*To do*
Looking at the material below, count the lines that contain "failed" and answer with the count only.
--------
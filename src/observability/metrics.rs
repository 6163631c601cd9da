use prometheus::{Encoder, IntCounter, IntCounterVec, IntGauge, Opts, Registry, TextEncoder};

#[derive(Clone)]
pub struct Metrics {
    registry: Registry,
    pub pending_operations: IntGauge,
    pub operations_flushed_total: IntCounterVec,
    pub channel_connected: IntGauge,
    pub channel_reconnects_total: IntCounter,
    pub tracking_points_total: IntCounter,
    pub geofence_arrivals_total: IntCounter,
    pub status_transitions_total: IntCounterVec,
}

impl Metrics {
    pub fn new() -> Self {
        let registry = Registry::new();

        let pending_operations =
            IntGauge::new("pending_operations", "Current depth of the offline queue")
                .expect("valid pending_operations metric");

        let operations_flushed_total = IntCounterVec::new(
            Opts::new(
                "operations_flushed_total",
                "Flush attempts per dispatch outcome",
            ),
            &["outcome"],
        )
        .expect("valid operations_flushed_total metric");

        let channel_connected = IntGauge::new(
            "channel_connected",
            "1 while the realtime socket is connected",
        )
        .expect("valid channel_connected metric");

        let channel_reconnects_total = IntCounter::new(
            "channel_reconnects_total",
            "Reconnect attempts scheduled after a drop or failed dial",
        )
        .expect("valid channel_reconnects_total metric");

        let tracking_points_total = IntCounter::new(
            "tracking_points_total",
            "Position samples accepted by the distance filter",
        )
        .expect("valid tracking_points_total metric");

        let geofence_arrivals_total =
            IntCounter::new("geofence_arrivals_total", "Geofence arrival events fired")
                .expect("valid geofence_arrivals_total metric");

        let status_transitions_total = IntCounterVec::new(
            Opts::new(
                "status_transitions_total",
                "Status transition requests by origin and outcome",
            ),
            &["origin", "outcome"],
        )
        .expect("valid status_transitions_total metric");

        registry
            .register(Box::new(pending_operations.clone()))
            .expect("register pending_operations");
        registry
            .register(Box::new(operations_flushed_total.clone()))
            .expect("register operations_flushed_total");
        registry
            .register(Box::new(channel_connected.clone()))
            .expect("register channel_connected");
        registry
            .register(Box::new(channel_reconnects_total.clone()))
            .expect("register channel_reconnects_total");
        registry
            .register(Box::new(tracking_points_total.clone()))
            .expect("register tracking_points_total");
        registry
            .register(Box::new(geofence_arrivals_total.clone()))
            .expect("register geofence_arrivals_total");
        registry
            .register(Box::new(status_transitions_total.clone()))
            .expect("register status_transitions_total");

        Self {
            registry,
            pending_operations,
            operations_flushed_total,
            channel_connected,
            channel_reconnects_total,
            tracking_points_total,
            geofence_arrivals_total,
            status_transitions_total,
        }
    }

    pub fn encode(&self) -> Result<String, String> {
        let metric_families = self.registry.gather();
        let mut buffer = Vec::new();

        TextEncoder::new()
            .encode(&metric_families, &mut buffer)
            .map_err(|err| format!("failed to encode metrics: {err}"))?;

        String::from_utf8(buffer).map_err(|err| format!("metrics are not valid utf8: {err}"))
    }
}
--------
*Response to the task*
2